Monday, September 28, 2009

Gonna miss you like hell

I can't help but miss everything about us. The way things between us used to be. The way you made me happy. The days that you made me feel lucky and so special. Your simple banats that makes me wanna think of another banat to make you pikon but then I still end up being the one who's pikon. Your never ending kwentos. Your text messages saying good morning every single day. Our asarans. In short, I miss, and I still will miss, everything you and I had and the moments we've shared. :)

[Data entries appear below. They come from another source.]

//! naptime configuration loading and parsing

use anyhow::{Context, Result};
use serde::Deserialize;
use std::fs;
use std::path::{Path, PathBuf};

pub const DEFAULT_CONFIG_PATH: &str = "/etc/naptime/config.toml";
pub const CONFIG_ENV: &str = "NAPTIME_CONFIG";

/// Root configuration structure
#[derive(Debug, Default, Deserialize)]
pub struct NaptimeConfig {
    #[serde(default)]
    pub throttle: ThrottleConfig,
    #[serde(default)]
    pub logging: LoggingConfig,
    #[serde(default)]
    pub commands: CommandsConfig,
}

/// Defaults for `naptime nap` when the quanta are not given on the command line
#[derive(Debug, Deserialize)]
pub struct ThrottleConfig {
    #[serde(default = "default_nap_quantum")]
    pub nap_quantum_secs: f64,
    #[serde(default)]
    pub wake_quantum_secs: f64,
}

impl Default for ThrottleConfig {
    fn default() -> Self {
        Self {
            nap_quantum_secs: default_nap_quantum(),
            wake_quantum_secs: 0.0,
        }
    }
}

#[derive(Debug, Deserialize)]
pub struct LoggingConfig {
    #[serde(default = "default_log_level")]
    pub level: String,
    #[serde(default)]
    pub json: bool,
}

impl Default for LoggingConfig {
    fn default() -> Self {
        Self {
            level: default_log_level(),
            json: false,
        }
    }
}

/// External tools naptime shells out to
#[derive(Debug, Deserialize)]
pub struct CommandsConfig {
    #[serde(default = "default_ps")]
    pub ps: String,
    #[serde(default = "default_lsof")]
    pub lsof: String,
}

impl Default for CommandsConfig {
    fn default() -> Self {
        Self {
            ps: default_ps(),
            lsof: default_lsof(),
        }
    }
}

fn default_nap_quantum() -> f64 { 0.3 }
fn default_log_level() -> String { "info".into() }
fn default_ps() -> String { "ps".into() }
fn default_lsof() -> String { "lsof".into() }

/// Where to read configuration from: `path`, $NAPTIME_CONFIG, or
/// /etc/naptime/config.toml.
pub fn config_path(path: Option<&Path>) -> PathBuf {
    match path {
        Some(p) => p.to_path_buf(),
        None => std::env::var_os(CONFIG_ENV)
            .map(PathBuf::from)
            .unwrap_or_else(|| PathBuf::from(DEFAULT_CONFIG_PATH)),
    }
}

/// Load configuration from `config_path`. `None` when the file does not exist.
pub fn load_config(config_path: &Path) -> Result<Option<NaptimeConfig>> {
    if !config_path.exists() {
        return Ok(None);
    }

    let content = fs::read_to_string(config_path)
        .with_context(|| format!("Failed to read config from {}", config_path.display()))?;
    let config: NaptimeConfig = toml::from_str(&content)
        .with_context(|| format!("Failed to parse config from {}", config_path.display()))?;
    Ok(Some(config))
}
//! Frame drawing, independent of the backend.

use core::fmt;

use crate::sim::Simulation;
use crate::Position;

/// 24-bit colour
#[derive(Debug, Clone, Copy, PartialEq, Eq)]
pub struct Rgb {
    pub r: u8,
    pub g: u8,
    pub b: u8,
}

impl Rgb {
    pub const fn new(r: u8, g: u8, b: u8) -> Self {
        Self { r, g, b }
    }

    /// Builds a colour from `0xRRGGBB`.
    pub const fn from_hex(hex: u32) -> Self {
        Self {
            r: ((hex >> 16) & 0xff) as u8,
            g: ((hex >> 8) & 0xff) as u8,
            b: (hex & 0xff) as u8,
        }
    }
}

/// CSS notation, e.g. `#3b82f6`.
impl fmt::Display for Rgb {
    fn fmt(&self, f: &mut fmt::Formatter<'_>) -> fmt::Result {
        write!(f, "#{:02x}{:02x}{:02x}", self.r, self.g, self.b)
    }
}

pub mod palette {
    use super::Rgb;

    pub const BACKGROUND: Rgb = Rgb::from_hex(0xffffff);
    pub const GRID: Rgb = Rgb::from_hex(0xe5e7eb);
    pub const PATH: Rgb = Rgb::from_hex(0x3b82f6);
    pub const TARGET: Rgb = Rgb::from_hex(0x22c55e);
    pub const AGENT: Rgb = Rgb::from_hex(0xef4444);
}

pub const GRID_LINE_WIDTH: f32 = 1.0;
pub const PATH_LINE_WIDTH: f32 = 2.0;

/// Drawing primitives a backend must provide. Coordinates are surface units.
pub trait Surface {
    fn fill_rect(&mut self, origin: Position, width: f32, height: f32, color: Rgb);

    fn line(&mut self, from: Position, to: Position, width: f32, color: Rgb);

    fn fill_circle(&mut self, center: Position, radius: f32, color: Rgb);

    /// Connected line through `points`. A single point draws nothing.
    fn polyline<I>(&mut self, points: I, width: f32, color: Rgb)
    where
        I: Iterator<Item = Position>,
    {
        let mut previous: Option<Position> = None;
        for point in points {
            if let Some(from) = previous {
                self.line(from, point, width, color);
            }
            previous = Some(point);
        }
    }
}

/// Endpoints of the reference grid: `divisions + 1` vertical lines followed
/// by as many horizontal ones.
pub fn grid_lines(size: f32, divisions: u32) -> impl Iterator<Item = (Position, Position)> {
    let divisions = divisions.max(1);
    let vertical = (0..=divisions).map(move |i| {
        let at = i as f32 * size / divisions as f32;
        (Position::new(at, 0.0), Position::new(at, size))
    });
    let horizontal = (0..=divisions).map(move |i| {
        let at = i as f32 * size / divisions as f32;
        (Position::new(0.0, at), Position::new(size, at))
    });
    vertical.chain(horizontal)
}

/// Draws one complete frame of `sim` onto `surface`.
pub fn render_frame<S: Surface>(sim: &Simulation, surface: &mut S) {
    let config = sim.config();
    let size = config.size;
    let half = config.agent_size / 2.0;

    surface.fill_rect(Position::zero(), size, size, palette::BACKGROUND);

    for (from, to) in grid_lines(size, config.grid_divisions) {
        surface.line(from, to, GRID_LINE_WIDTH, palette::GRID);
    }

    surface.polyline(
        sim.path().points().iter().map(|p| p.offset(half)),
        PATH_LINE_WIDTH,
        palette::PATH,
    );

    surface.fill_circle(sim.target().offset(half), half, palette::TARGET);

    surface.fill_rect(
        sim.position(),
        config.agent_size,
        config.agent_size,
        palette::AGENT,
    );
}

/// Renders when a surface is available, otherwise skips the frame.
/// Returns whether anything was drawn.
pub fn render_if_available<S: Surface>(sim: &Simulation, surface: Option<&mut S>) -> bool {
    match surface {
        Some(surface) => {
            render_frame(sim, surface);
            true
        }
        None => false,
    }
}

#[cfg(test)]
mod tests {
    use super::*;
    use crate::sim::SimConfig;

    #[derive(Debug, Clone, PartialEq)]
    enum Op {
        Rect(Position, f32, f32, Rgb),
        Line(Position, Position, Rgb),
        Circle(Position, f32, Rgb),
    }

    #[derive(Default)]
    struct Recorder {
        ops: Vec<Op>,
    }

    impl Surface for Recorder {
        fn fill_rect(&mut self, origin: Position, width: f32, height: f32, color: Rgb) {
            self.ops.push(Op::Rect(origin, width, height, color));
        }

        fn line(&mut self, from: Position, to: Position, _width: f32, color: Rgb) {
            self.ops.push(Op::Line(from, to, color));
        }

        fn fill_circle(&mut self, center: Position, radius: f32, color: Rgb) {
            self.ops.push(Op::Circle(center, radius, color));
        }
    }

    #[test]
    fn test_rgb_display() {
        assert_eq!(format!("{}", palette::PATH), "#3b82f6");
        assert_eq!(format!("{}", Rgb::new(0, 10, 255)), "#000aff");
    }

    #[test]
    fn test_grid_lines() {
        let lines: Vec<_> = grid_lines(500.0, 10).collect();
        assert_eq!(lines.len(), 22);
        assert_eq!(lines[1], (Position::new(50.0, 0.0), Position::new(50.0, 500.0)));
        assert_eq!(lines[21], (Position::new(0.0, 500.0), Position::new(500.0, 500.0)));
    }

    #[test]
    fn test_frame_order() {
        let mut sim = Simulation::new(SimConfig::default());
        sim.step();
        sim.step();

        let mut recorder = Recorder::default();
        render_frame(&sim, &mut recorder);
        let ops = recorder.ops;

        // background, 22 grid lines, 2 path segments, target, agent
        assert_eq!(ops.len(), 1 + 22 + 2 + 1 + 1);
        assert_eq!(
            ops[0],
            Op::Rect(Position::zero(), 500.0, 500.0, palette::BACKGROUND)
        );
        assert!(ops[1..23]
            .iter()
            .all(|op| matches!(op, Op::Line(_, _, c) if *c == palette::GRID)));

        match &ops[23] {
            Op::Line(from, _, color) => {
                assert_eq!(*from, Position::new(15.0, 15.0));
                assert_eq!(*color, palette::PATH);
            }
            other => panic!("expected path segment, got {:?}", other),
        }

        assert_eq!(
            ops[25],
            Op::Circle(Position::new(365.0, 465.0), 15.0, palette::TARGET)
        );
        assert_eq!(
            ops[26],
            Op::Rect(sim.position(), 30.0, 30.0, palette::AGENT)
        );
    }

    #[test]
    fn test_single_point_path_draws_no_segment() {
        let sim = Simulation::new(SimConfig::default());
        let mut recorder = Recorder::default();
        render_frame(&sim, &mut recorder);
        assert_eq!(recorder.ops.len(), 1 + 22 + 1 + 1);
    }

    #[test]
    fn test_missing_surface_skips_frame() {
        let sim = Simulation::new(SimConfig::default());
        assert!(!render_if_available::<Recorder>(&sim, None));

        let mut recorder = Recorder::default();
        assert!(render_if_available(&sim, Some(&mut recorder)));
        assert!(!recorder.ops.is_empty());
    }
}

I never thought we would be the way we are now. I've always thought hindi tayo magkakasundo. But I was wrong. You made me happy since the day we've become what we are right now. Yeah sure, there may be times that you've hurt me but put all of that together, that can never beat the times that you've made me feel happy, lucky, and special.

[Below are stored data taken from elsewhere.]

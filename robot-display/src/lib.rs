#![cfg_attr(not(feature = "std"), no_std)]

use embedded_graphics::{
    pixelcolor::Rgb565,
    prelude::*,
    primitives::{Circle, Line, PrimitiveStyle, Rectangle},
};
use robot_core::render::{self, Rgb, Surface};
use robot_core::{Position, Simulation};

#[cfg(feature = "std")]
mod framebuffer;

#[cfg(feature = "std")]
pub use framebuffer::FrameBuffer;

pub fn to_rgb565(color: Rgb) -> Rgb565 {
    Rgb565::new(color.r >> 3, color.g >> 2, color.b >> 3)
}

/// Adapts any RGB565 draw target to the simulation renderer.
///
/// Simulation units are scaled uniformly so the whole surface fits the
/// shorter side of the target. Primitives that fail to draw are skipped,
/// a frame is best-effort.
pub struct DrawTargetSurface<'a, D> {
    target: &'a mut D,
    origin: Point,
    scale: f32,
}

impl<'a, D> DrawTargetSurface<'a, D>
where
    D: DrawTarget<Color = Rgb565>,
{
    pub fn new(target: &'a mut D, sim_size: f32) -> Self {
        let area = target.bounding_box();
        let side = area.size.width.min(area.size.height) as f32;
        let scale = if sim_size > 0.0 { side / sim_size } else { 1.0 };

        Self {
            target,
            origin: area.top_left,
            scale,
        }
    }

    pub fn scale(&self) -> f32 {
        self.scale
    }

    fn point(&self, position: Position) -> Point {
        self.origin
            + Point::new(
                libm::roundf(position.x * self.scale) as i32,
                libm::roundf(position.y * self.scale) as i32,
            )
    }

    fn length(&self, units: f32) -> u32 {
        (libm::roundf(units * self.scale) as u32).max(1)
    }
}

impl<D> Surface for DrawTargetSurface<'_, D>
where
    D: DrawTarget<Color = Rgb565>,
{
    fn fill_rect(&mut self, origin: Position, width: f32, height: f32, color: Rgb) {
        let size = Size::new(self.length(width), self.length(height));
        Rectangle::new(self.point(origin), size)
            .into_styled(PrimitiveStyle::with_fill(to_rgb565(color)))
            .draw(&mut *self.target)
            .ok();
    }

    fn line(&mut self, from: Position, to: Position, width: f32, color: Rgb) {
        Line::new(self.point(from), self.point(to))
            .into_styled(PrimitiveStyle::with_stroke(to_rgb565(color), self.length(width)))
            .draw(&mut *self.target)
            .ok();
    }

    fn fill_circle(&mut self, center: Position, radius: f32, color: Rgb) {
        Circle::with_center(self.point(center), self.length(radius * 2.0))
            .into_styled(PrimitiveStyle::with_fill(to_rgb565(color)))
            .draw(&mut *self.target)
            .ok();
    }
}

/// Draws the current frame of `sim` onto `target`.
pub fn draw_simulation<D>(sim: &Simulation, target: &mut D)
where
    D: DrawTarget<Color = Rgb565>,
{
    let mut surface = DrawTargetSurface::new(target, sim.config().size);
    render::render_frame(sim, &mut surface);
}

Now that you will be away, I am sure that I will miss you even more. I don't know what's gonna happen next, all I know is I'm happy that you're happy with where you are going and what you're gonna do, yet sad because as you come back, hindi ko alam what to expect. Yeah, 12 months may be short but you know, lots of things may actually happen. You told me na pagbalik mo ako pa rin, and as much as I wanna trust your words, I still can't (or shall I say shouldn't) because as I've said, we'll never know what's gonna happen next. Things may change. So as our feelings. Malay natin ngayong magkakalayo tayo at tsaka natin marealize that we don't really love each other as much as sa pagkakaakala natin. I can't promise that I will wait, that I can wait. The only thing I know is that I've learned to live life having you, and I don't know if I may learn to live life again, without you.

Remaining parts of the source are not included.